For LiFePO4 higher Amperage cells you connect the terminals with bus-bars.
Bus-bars that are bolted onto the terminal.

I personally use headless bolts as they place less stress at he weak shallow aluminium thread (only 6mm deep and max 8Nm torque!!!)

Anyway, to improve connection between bus-bar and terminal they obviously need to be cleaned and flat as possible.

I read that professional installers use silver electricity conductive paste. Expensive stuff!!

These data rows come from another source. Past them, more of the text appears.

//! Installing a Google service-account key held in Vault.
//!
//! The key is stored base64-encoded under one field of a secret. It is decoded,
//! written to disk, and `GOOGLE_APPLICATION_CREDENTIALS` is pointed at the file
//! so Google client libraries in this process pick it up.

use std::path::{Path, PathBuf};

use base64::engine::general_purpose::STANDARD;
use base64::Engine;
use serde_json::Value;

use crate::error::{Result, VaultError};
use crate::secret::SecretData;

pub const CREDENTIALS_ENV: &str = "GOOGLE_APPLICATION_CREDENTIALS";

/// Decode the base64 value at `data[key]`.
pub fn decode_key(path: &str, data: &SecretData, key: &str) -> Result<Vec<u8>> {
    let value = data.get(key).ok_or_else(|| VaultError::MissingKey {
        path: path.to_string(),
        key: key.to_string(),
    })?;
    let Value::String(encoded) = value else {
        return Err(VaultError::NotAString {
            path: path.to_string(),
            key: key.to_string(),
        });
    };
    STANDARD
        .decode(encoded.trim())
        .map_err(|source| VaultError::Base64 {
            path: path.to_string(),
            key: key.to_string(),
            source,
        })
}

/// Write `contents` to `file` and export it as the default Google credentials.
///
/// Returns the absolute path that was exported.
pub async fn install(file: &Path, contents: &[u8]) -> Result<PathBuf> {
    if let Some(parent) = file.parent().filter(|p| !p.as_os_str().is_empty()) {
        tokio::fs::create_dir_all(parent)
            .await
            .map_err(|source| VaultError::Io {
                action: "create directory",
                path: parent.to_path_buf(),
                source,
            })?;
    }

    tokio::fs::write(file, contents)
        .await
        .map_err(|source| VaultError::Io {
            action: "write",
            path: file.to_path_buf(),
            source,
        })?;

    let exported = std::path::absolute(file).map_err(|source| VaultError::Io {
        action: "resolve",
        path: file.to_path_buf(),
        source,
    })?;
    std::env::set_var(CREDENTIALS_ENV, &exported);
    tracing::info!(path = %exported.display(), "installed google application credentials");
    Ok(exported)
}

#[cfg(test)]
mod tests {
    use super::*;
    use serde_json::json;
    use tempfile::TempDir;

    fn data(value: Value) -> SecretData {
        match value {
            Value::Object(map) => map,
            _ => unreachable!(),
        }
    }

    #[test]
    fn test_decode_key_errors_are_distinct() {
        let secret = data(json!({ "key": "eyJhIjoxfQ==", "n": 5, "bad": "%%%" }));

        assert_eq!(decode_key("kv/gcp", &secret, "key").unwrap(), br#"{"a":1}"#);
        assert!(matches!(
            decode_key("kv/gcp", &secret, "missing"),
            Err(VaultError::MissingKey { .. })
        ));
        assert!(matches!(
            decode_key("kv/gcp", &secret, "n"),
            Err(VaultError::NotAString { .. })
        ));
        assert!(matches!(
            decode_key("kv/gcp", &secret, "bad"),
            Err(VaultError::Base64 { .. })
        ));
    }

    #[tokio::test]
    async fn test_install_writes_file() {
        let dir = TempDir::new().unwrap();
        let file = dir.path().join("nested").join("google-credentials.json");

        let exported = install(&file, br#"{"type":"service_account"}"#).await.unwrap();

        assert!(exported.is_absolute());
        let written = std::fs::read_to_string(&file).unwrap();
        assert_eq!(written, r#"{"type":"service_account"}"#);
        assert_eq!(std::env::var_os(CREDENTIALS_ENV), Some(exported.into_os_string()));
    }
}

Many people use nothing in between.

Would something simple as solder paste improve the connections between the terminal and bus-bars??

Solder paste flux is non-corrosive
Solder paste have about 50% solder.

Naturally, a really thin layer, just to maximize conductivity.

It won't be as good as silver, but I think a lot better then nothing!

Positive is that it's easy to obtain, easy to use and not crazy expensive!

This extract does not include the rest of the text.